Kekuatan suporter inilah yang menghidupkan Perserikatan-Perserikatan pertandingan sepak bola nasional, termasuk dunia bisnis di dalamnya. Kepala Kajian Iklim Usaha dan Rantai Nilai Dunia Lembaga Penyelidikan Ekonomi & Masyarakat (LPEM) Fakultas Ekonomi dan Bisnis Universitas Indonesia (FEB UI), Mohamad Dian Revindo, mengatakan bergulirnya kembali kasta tertinggi kompetisi sepak bola Tanah Air itu berpotensi menciptakan nilai ekonomi yang besar Kalau dibandingkan dengan kompetisi sebelum pandemi.
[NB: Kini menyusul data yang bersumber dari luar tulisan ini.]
//! Validation System - Layer Slot Gatekeeping
//!
//! Rules produce structured violations.
//! The validator turns violations into a rejection, or into a display handle.

use std::fmt;
use std::sync::Arc;

use serde::{Deserialize, Serialize};
use thiserror::Error;

use crate::asset::{HandleRegistry, ValidatedAsset};
use crate::hashing::sha256_hex;

/// Extensions the 3D slot accepts. This list is authoritative.
pub const MODEL_EXTENSIONS: [&str; 2] = ["glb", "gltf"];

/// Filter advertised by the 2D file picker.
pub const PICKER_FILTER_2D: &str = "image/*";

/// Filter advertised by the 3D file picker.
///
/// Lists `.fbx`, which [`ModelExtensionRule`] rejects.
// TODO: drop `.fbx` here once the picker widget reads MODEL_EXTENSIONS directly.
pub const PICKER_FILTER_3D: &str = ".glb,.gltf,.fbx";

/// The two layer slots of a composite.
#[derive(Debug, Clone, Copy, PartialEq, Eq, Hash, Serialize, Deserialize)]
pub enum LayerSlot {
    #[serde(rename = "2d")]
    TwoD,
    #[serde(rename = "3d")]
    ThreeD,
}

impl LayerSlot {
    /// Filter string the file picker advertises for this slot.
    pub fn picker_filter(self) -> &'static str {
        match self {
            LayerSlot::TwoD => PICKER_FILTER_2D,
            LayerSlot::ThreeD => PICKER_FILTER_3D,
        }
    }
}

impl fmt::Display for LayerSlot {
    fn fmt(&self, f: &mut fmt::Formatter<'_>) -> fmt::Result {
        match self {
            LayerSlot::TwoD => f.write_str("2d"),
            LayerSlot::ThreeD => f.write_str("3d"),
        }
    }
}

/// A file the user picked for a slot, before validation.
#[derive(Debug, Clone, PartialEq, Eq)]
pub struct CandidateFile {
    pub name: String,
    /// Declared media type, e.g. `image/png`. Empty when the platform did not know it.
    pub media_type: String,
    pub bytes: Vec<u8>,
}

impl CandidateFile {
    pub fn new(name: impl Into<String>, media_type: impl Into<String>, bytes: Vec<u8>) -> Self {
        Self {
            name: name.into(),
            media_type: media_type.into(),
            bytes,
        }
    }

    /// Lowercased text after the last `.` of the file name, if any.
    pub fn extension(&self) -> Option<String> {
        self.name
            .rsplit_once('.')
            .map(|(_, ext)| ext.to_ascii_lowercase())
            .filter(|ext| !ext.is_empty())
    }
}

#[derive(Debug, Clone, PartialEq, Eq, Serialize, Deserialize)]
pub struct ValidationViolation {
    pub rule: String,
    pub message: String,
    pub expected: Option<String>,
    pub actual: Option<String>,
    pub remediation: Vec<String>,
}

#[derive(Debug, Clone, PartialEq, Eq, Error)]
pub enum ValidationError {
    #[error("not an image")]
    NotAnImage { violations: Vec<ValidationViolation> },

    #[error("unsupported 3D format")]
    UnsupportedModelFormat { violations: Vec<ValidationViolation> },
}

impl ValidationError {
    pub fn slot(&self) -> LayerSlot {
        match self {
            ValidationError::NotAnImage { .. } => LayerSlot::TwoD,
            ValidationError::UnsupportedModelFormat { .. } => LayerSlot::ThreeD,
        }
    }

    pub fn violations(&self) -> &[ValidationViolation] {
        match self {
            ValidationError::NotAnImage { violations }
            | ValidationError::UnsupportedModelFormat { violations } => violations,
        }
    }

    /// Message for a blocking alert.
    pub fn user_message(&self) -> &'static str {
        match self {
            ValidationError::NotAnImage { .. } => "Only image files can be used as a 2D trigger",
            ValidationError::UnsupportedModelFormat { .. } => "Only .glb or .gltf files are supported",
        }
    }
}

/// Validation rule trait - produces violations
pub trait ValidationRule: Send + Sync {
    fn name(&self) -> &'static str;
    fn slot(&self) -> LayerSlot;
    fn validate(&self, file: &CandidateFile) -> Vec<ValidationViolation>;
}

// --- Concrete Rules ---

pub struct ImageMediaTypeRule;

impl ValidationRule for ImageMediaTypeRule {
    fn name(&self) -> &'static str { "image_media_type" }

    fn slot(&self) -> LayerSlot { LayerSlot::TwoD }

    fn validate(&self, file: &CandidateFile) -> Vec<ValidationViolation> {
        let media_type = file.media_type.trim().to_ascii_lowercase();
        let is_image = media_type
            .split_once('/')
            .map_or(false, |(top, sub)| top == "image" && !sub.is_empty());

        if is_image {
            return vec![];
        }

        vec![ValidationViolation {
            rule: self.name().to_string(),
            message: "not an image".to_string(),
            expected: Some(PICKER_FILTER_2D.to_string()),
            actual: Some(if media_type.is_empty() { "unknown".to_string() } else { media_type }),
            remediation: vec!["Pick a PNG, JPEG or other image file".to_string()],
        }]
    }
}

pub struct ModelExtensionRule;

impl ValidationRule for ModelExtensionRule {
    fn name(&self) -> &'static str { "model_extension" }

    fn slot(&self) -> LayerSlot { LayerSlot::ThreeD }

    fn validate(&self, file: &CandidateFile) -> Vec<ValidationViolation> {
        let extension = file.extension();
        let accepted = extension
            .as_deref()
            .map_or(false, |ext| MODEL_EXTENSIONS.contains(&ext));

        if accepted {
            return vec![];
        }

        vec![ValidationViolation {
            rule: self.name().to_string(),
            message: "unsupported 3D format".to_string(),
            expected: Some(MODEL_EXTENSIONS.join(", ")),
            actual: Some(extension.unwrap_or_else(|| "none".to_string())),
            remediation: vec!["Export the model as .glb or .gltf".to_string()],
        }]
    }
}

/// Validator orchestrates rules and mints display handles for accepted files
pub struct AssetValidator {
    rules: Vec<Box<dyn ValidationRule>>,
    registry: Arc<HandleRegistry>,
}

impl AssetValidator {
    pub fn new(registry: Arc<HandleRegistry>) -> Self {
        Self {
            rules: vec![
                Box::new(ImageMediaTypeRule),
                Box::new(ModelExtensionRule),
            ],
            registry,
        }
    }

    pub fn registry(&self) -> &Arc<HandleRegistry> {
        &self.registry
    }

    /// Check `file` against every rule for `slot`.
    pub fn check(&self, file: &CandidateFile, slot: LayerSlot) -> Vec<ValidationViolation> {
        self.rules
            .iter()
            .filter(|rule| rule.slot() == slot)
            .flat_map(|rule| rule.validate(file))
            .collect()
    }

    /// Validate `file` for `slot`. No network I/O happens here.
    ///
    /// On success the returned asset owns a freshly issued display handle that
    /// a renderer can resolve for live preview.
    pub fn validate(&self, file: CandidateFile, slot: LayerSlot) -> Result<ValidatedAsset, ValidationError> {
        let violations = self.check(&file, slot);

        if !violations.is_empty() {
            log::warn!(
                "event=asset_rejected slot={} file={} rules={}",
                slot,
                file.name,
                violations.iter().map(|v| v.rule.as_str()).collect::<Vec<_>>().join(",")
            );
            return Err(match slot {
                LayerSlot::TwoD => ValidationError::NotAnImage { violations },
                LayerSlot::ThreeD => ValidationError::UnsupportedModelFormat { violations },
            });
        }

        let digest = sha256_hex(&file.bytes);
        let display = self.registry.issue();

        log::info!(
            "event=asset_accepted slot={} file={} size={} sha256={} display={}",
            slot,
            file.name,
            file.bytes.len(),
            digest,
            display.url()
        );

        Ok(ValidatedAsset::new(slot, file, digest, display))
    }
}

impl Default for AssetValidator {
    fn default() -> Self {
        Self::new(Arc::new(HandleRegistry::new()))
    }
}

#[cfg(test)]
mod tests {
    use super::*;

    fn file(name: &str, media_type: &str) -> CandidateFile {
        CandidateFile::new(name, media_type, vec![1, 2, 3])
    }

    #[test]
    fn test_non_image_media_types_rejected() {
        let validator = AssetValidator::default();
        for media_type in ["", "text/plain", "application/pdf", "model/gltf-binary", "video/mp4", "image/", "imagepng"] {
            let result = validator.validate(file("trigger.png", media_type), LayerSlot::TwoD);
            let err = result.unwrap_err();
            assert_eq!(err.to_string(), "not an image", "media type {:?}", media_type);
            assert_eq!(err.violations()[0].rule, "image_media_type");
        }
    }

    #[test]
    fn test_any_image_media_type_accepted() {
        let validator = AssetValidator::default();
        for media_type in ["image/png", "image/jpeg", "IMAGE/WEBP", "image/svg+xml"] {
            assert!(validator.validate(file("x.bin", media_type), LayerSlot::TwoD).is_ok());
        }
    }

    #[test]
    fn test_model_whitelist() {
        let validator = AssetValidator::default();
        for name in ["model.glb", "model.gltf", "MODEL.GLB", "a.b.gltf"] {
            assert!(validator.validate(file(name, ""), LayerSlot::ThreeD).is_ok(), "{}", name);
        }
        for name in ["model.fbx", "model.obj", "model", "model.", "glb", "model.glb.zip"] {
            let err = validator.validate(file(name, "model/gltf-binary"), LayerSlot::ThreeD).unwrap_err();
            assert_eq!(err.to_string(), "unsupported 3D format", "{}", name);
        }
    }

    #[test]
    fn test_picker_advertises_more_than_validation_accepts() {
        assert!(LayerSlot::ThreeD.picker_filter().contains(".fbx"));
        assert!(!MODEL_EXTENSIONS.contains(&"fbx"));
    }

    #[test]
    fn test_rules_only_apply_to_their_slot() {
        let validator = AssetValidator::default();
        // A model file with an image media type passes the 3D gate on extension alone
        assert!(validator.check(&file("m.glb", "image/png"), LayerSlot::ThreeD).is_empty());
        // and a .glb name does not help a non-image in the 2D slot
        assert_eq!(validator.check(&file("m.glb", "model/gltf-binary"), LayerSlot::TwoD).len(), 1);
    }

    #[test]
    fn test_accepted_asset_gets_live_display_handle() {
        let validator = AssetValidator::default();
        let asset = validator.validate(file("t.png", "image/png"), LayerSlot::TwoD).unwrap();
        assert!(asset.display().url().starts_with("blob:"));
        assert!(validator.registry().is_live(asset.display().url()));
        assert_eq!(asset.digest(), sha256_hex(&[1, 2, 3]));
    }
}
“Bahkan Dapat Mengungguli Rp2,7 triliun seperti sebelum masa pandemi,” kata Dian dalam keterangan Formal, Kamis (4/8). Nilai ekonomi yang tinggi itu, lanjutnya, berkat antusiasme penonton dan fans yang tetap tinggi, juga mobilitas masyarakat yang berangsur normal sehingga dapat mendorong mereka datang ke stadion. Selain itu, kata dia, makin kuatnya bisnis hiburan TV dan saluran digital, serta pulihnya perekonomian nasional.
Kalau Menyaksikan fakta-fakta di atas, sangat miris dengan terjadinya tragedi di Stadion Kanjuruhan, Kabupaten Malang, Jawa Timur, yang menewaskan 131 penonton. Petaka itu menunjukkan karut-marutnya manajemen persepakbolaan nasional. Mereka Tak mematuhi aturan yang digariskan oleh FIFA.
Para pemangku pertandingan dalam laga Arema FC-Persebaya Tak menghargai ribuan Aremania yang fanatik terhadap klub kesayangan mereka.
Rasa Kasih Aremania dibalas dengan semprotan gas air mata. Sedihnya Tengah, dari 131 penonton yang wafat, Terdapat 33 anak.
Tragedi Kanjuruhan harus yang terakhir. Karena itu, musibah yang terjadi karena kebodohan pengeloaan di Stadion Kanjuruhan harus menjadi momentum Rapi-Rapi persepakbolaan nasional dan Pengaruh jera bagi para pelakunya yang bersalah.
Eksistensi suporter diakui dalam Undang-Undang Nomor 11 Tahun 2022 tentang Sistem Keolahragaan Nasional. Terdapat 7 ayat dalam Pasal 55 UU 11/2022 yang mengatur tentang suporter.
Pepatah mengatakan, keledai tak Mau Anjlok ke lubang yang sama. Begitu pula PSSI, bukan? Tabik!